**WORK ORDER**: Search the listing below for the string "FrameRateConfig", then copy every line it appears in.

[[ GIVEN INFORMATION, beginning ]]

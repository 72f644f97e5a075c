use crate::cooldown::CooldownParams;
use crate::frame_rate::DEFAULT_FPS_WINDOW;
use crate::gesture_classifier::{
    ClassifierParams, DEFAULT_FRAME_HEIGHT, DEFAULT_HISTORY_SIZE, DEFAULT_PINCH_THRESHOLD,
    DEFAULT_SWIPE_THRESHOLD, DEFAULT_VOLUME_RATIO,
};
use crate::logging::LogConfig;
use crate::media::{SinkKind, DEFAULT_VOLUME_STEPS};
use crate::smoothing::DEFAULT_SMOOTHING_WINDOW;
use crate::types::Gesture;
use serde::{Deserialize, Serialize};
use std::collections::BTreeMap;
use std::fs;
use std::path::Path;
use std::time::Duration;
use thiserror::Error;

#[derive(Error, Debug)]
pub enum ConfigError {
    #[error("IO error: {0}")]
    IoError(#[from] std::io::Error),

    #[error("JSON error: {0}")]
    JsonError(#[from] serde_json::Error),

    #[error("Invalid value for {field}: {reason}")]
    InvalidValue { field: &'static str, reason: String },

    #[error("Unknown gesture in cooldown table: {0:?}")]
    UnknownGesture(String),
}

fn invalid(field: &'static str, reason: impl Into<String>) -> ConfigError {
    ConfigError::InvalidValue {
        field,
        reason: reason.into(),
    }
}

/// Resolución con la que el detector entrega coordenadas normalizadas
#[derive(Debug, Clone, Copy, PartialEq, Serialize, Deserialize)]
#[serde(default)]
pub struct CaptureConfig {
    pub width: f32,
    pub height: f32,
}

impl Default for CaptureConfig {
    fn default() -> Self {
        Self {
            width: 640.0,
            height: DEFAULT_FRAME_HEIGHT,
        }
    }
}

#[derive(Debug, Clone, Copy, PartialEq, Serialize, Deserialize)]
#[serde(default)]
pub struct SmoothingConfig {
    pub window: usize,
}

impl Default for SmoothingConfig {
    fn default() -> Self {
        Self {
            window: DEFAULT_SMOOTHING_WINDOW,
        }
    }
}

#[derive(Debug, Clone, Copy, PartialEq, Serialize, Deserialize)]
#[serde(default)]
pub struct ClassifierConfig {
    pub swipe_threshold: f32,
    pub pinch_threshold: f32,
    /// Fracción de `capture.height`
    pub volume_ratio: f32,
    pub history_size: usize,
}

impl Default for ClassifierConfig {
    fn default() -> Self {
        Self {
            swipe_threshold: DEFAULT_SWIPE_THRESHOLD,
            pinch_threshold: DEFAULT_PINCH_THRESHOLD,
            volume_ratio: DEFAULT_VOLUME_RATIO,
            history_size: DEFAULT_HISTORY_SIZE,
        }
    }
}

#[derive(Debug, Clone, PartialEq, Serialize, Deserialize)]
#[serde(default)]
pub struct CooldownConfig {
    pub default_secs: f64,
    /// Segundos por gesto, con la clave en snake_case (`swipe_right`, `pinch`, ...).
    /// Solo sustituye las entradas que aparecen.
    pub gestures: BTreeMap<String, f64>,
}

impl Default for CooldownConfig {
    fn default() -> Self {
        let params = CooldownParams::default();
        let gestures = params
            .intervals
            .iter()
            .map(|(g, d)| (g.as_str().to_string(), d.as_secs_f64()))
            .collect();
        Self {
            default_secs: params.default_interval.as_secs_f64(),
            gestures,
        }
    }
}

#[derive(Debug, Clone, Copy, PartialEq, Serialize, Deserialize)]
#[serde(default)]
pub struct FrameRateConfig {
    pub window: usize,
}

impl Default for FrameRateConfig {
    fn default() -> Self {
        Self {
            window: DEFAULT_FPS_WINDOW,
        }
    }
}

#[derive(Debug, Clone, Copy, PartialEq, Serialize, Deserialize)]
#[serde(default)]
pub struct MediaConfig {
    pub volume_steps: u32,
    pub sink: SinkKind,
}

impl Default for MediaConfig {
    fn default() -> Self {
        Self {
            volume_steps: DEFAULT_VOLUME_STEPS,
            sink: SinkKind::Log,
        }
    }
}

/// Configuración completa. Todos los campos tienen valor por defecto,
/// así que un JSON parcial (o `{}`) es válido.
#[derive(Debug, Clone, Default, PartialEq, Serialize, Deserialize)]
#[serde(default, deny_unknown_fields)]
pub struct AppConfig {
    pub capture: CaptureConfig,
    pub smoothing: SmoothingConfig,
    pub classifier: ClassifierConfig,
    pub cooldown: CooldownConfig,
    pub frame_rate: FrameRateConfig,
    pub media: MediaConfig,
    pub logging: LogConfig,
}

impl AppConfig {
    pub fn load(path: impl AsRef<Path>) -> Result<Self, ConfigError> {
        let content = fs::read_to_string(path)?;
        Self::from_json(&content)
    }

    pub fn from_json(content: &str) -> Result<Self, ConfigError> {
        let config: AppConfig = serde_json::from_str(content)?;
        config.validate()?;
        Ok(config)
    }

    pub fn validate(&self) -> Result<(), ConfigError> {
        if !(self.capture.width > 0.0) {
            return Err(invalid("capture.width", "must be positive"));
        }
        if !(self.capture.height > 0.0) {
            return Err(invalid("capture.height", "must be positive"));
        }
        if self.smoothing.window == 0 {
            return Err(invalid("smoothing.window", "must be at least 1"));
        }
        if !(self.classifier.swipe_threshold > 0.0) {
            return Err(invalid("classifier.swipe_threshold", "must be positive"));
        }
        if !(self.classifier.pinch_threshold > 0.0) {
            return Err(invalid("classifier.pinch_threshold", "must be positive"));
        }
        if !(self.classifier.volume_ratio > 0.0) {
            return Err(invalid("classifier.volume_ratio", "must be positive"));
        }
        if self.classifier.history_size < 2 {
            return Err(invalid(
                "classifier.history_size",
                "a swipe needs at least 2 samples",
            ));
        }
        if self.frame_rate.window == 0 {
            return Err(invalid("frame_rate.window", "must be at least 1"));
        }
        // Valida la tabla de cooldowns
        self.cooldown_params()?;
        Ok(())
    }

    pub fn classifier_params(&self) -> ClassifierParams {
        ClassifierParams {
            swipe_threshold: self.classifier.swipe_threshold,
            pinch_threshold: self.classifier.pinch_threshold,
            volume_threshold: self.classifier.volume_ratio * self.capture.height,
            history_size: self.classifier.history_size,
        }
    }

    pub fn cooldown_params(&self) -> Result<CooldownParams, ConfigError> {
        let default_interval = secs_to_duration("cooldown.default_secs", self.cooldown.default_secs)?;
        // Las entradas del fichero se aplican sobre la tabla por defecto
        let mut intervals = CooldownParams::default().intervals;
        for (name, secs) in &self.cooldown.gestures {
            let gesture: Gesture = name
                .parse()
                .map_err(|_| ConfigError::UnknownGesture(name.clone()))?;
            intervals.insert(gesture, secs_to_duration("cooldown.gestures", *secs)?);
        }
        Ok(CooldownParams {
            default_interval,
            intervals,
        })
    }
}

/// Precisión de milisegundos: 0.3 s son exactamente 300 ms
fn secs_to_duration(field: &'static str, secs: f64) -> Result<Duration, ConfigError> {
    if !secs.is_finite() || secs < 0.0 {
        return Err(invalid(field, format!("{} is not a valid number of seconds", secs)));
    }
    Ok(Duration::from_millis((secs * 1000.0).round() as u64))
}

#[cfg(test)]
mod tests {
    use super::*;

    #[test]
    fn empty_json_yields_defaults() {
        let config = AppConfig::from_json("{}").unwrap();
        assert_eq!(config, AppConfig::default());

        let params = config.classifier_params();
        assert!((params.volume_threshold - 14.4).abs() < 1e-4);
        assert_eq!(params.history_size, 5);

        let cooldown = config.cooldown_params().unwrap();
        assert_eq!(cooldown, CooldownParams::default());
    }

    #[test]
    fn partial_override_keeps_other_defaults() {
        let config = AppConfig::from_json(
            r#"{
                "capture": { "height": 720 },
                "classifier": { "pinch_threshold": 25 },
                "cooldown": { "gestures": { "pinch": 1.5 } },
                "media": { "sink": "log", "volume_steps": 3 }
            }"#,
        )
        .unwrap();

        let params = config.classifier_params();
        assert_eq!(params.pinch_threshold, 25.0);
        assert_eq!(params.swipe_threshold, 80.0);
        assert!((params.volume_threshold - 21.6).abs() < 1e-3);
        assert_eq!(config.capture.width, 640.0);
        assert_eq!(config.media.volume_steps, 3);

        let cooldown = config.cooldown_params().unwrap();
        assert_eq!(cooldown.interval_for(Gesture::Pinch), Duration::from_millis(1500));
        // El resto de la tabla conserva sus valores por defecto
        assert_eq!(cooldown.interval_for(Gesture::Fist), Duration::from_millis(1000));
        assert_eq!(cooldown.interval_for(Gesture::SwipeRight), Duration::from_millis(1000));
        assert_eq!(cooldown.interval_for(Gesture::VolumeUp), Duration::from_millis(300));
    }

    #[test]
    fn unknown_gesture_is_rejected() {
        let err = AppConfig::from_json(r#"{ "cooldown": { "gestures": { "wave": 1.0 } } }"#)
            .unwrap_err();
        assert!(matches!(err, ConfigError::UnknownGesture(name) if name == "wave"));
    }

    #[test]
    fn invalid_values_are_rejected() {
        for json in [
            r#"{ "smoothing": { "window": 0 } }"#,
            r#"{ "classifier": { "swipe_threshold": -1 } }"#,
            r#"{ "classifier": { "history_size": 1 } }"#,
            r#"{ "cooldown": { "default_secs": -0.5 } }"#,
            r#"{ "capture": { "height": 0 } }"#,
        ] {
            assert!(
                matches!(AppConfig::from_json(json), Err(ConfigError::InvalidValue { .. })),
                "expected rejection for {}",
                json
            );
        }
    }

    #[test]
    fn shipped_config_matches_defaults() {
        let path = concat!(env!("CARGO_MANIFEST_DIR"), "/quiromedia.json");
        let config = AppConfig::load(path).unwrap();
        assert_eq!(config, AppConfig::default());
    }

    #[test]
    fn unknown_section_is_a_json_error() {
        assert!(matches!(
            AppConfig::from_json(r#"{ "camera": {} }"#),
            Err(ConfigError::JsonError(_))
        ));
    }
}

[[ GIVEN INFORMATION, end ]]

**COMPLETED EXERCISE**:
pub struct FrameRateConfig {
impl Default for FrameRateConfig {
    pub frame_rate: FrameRateConfig,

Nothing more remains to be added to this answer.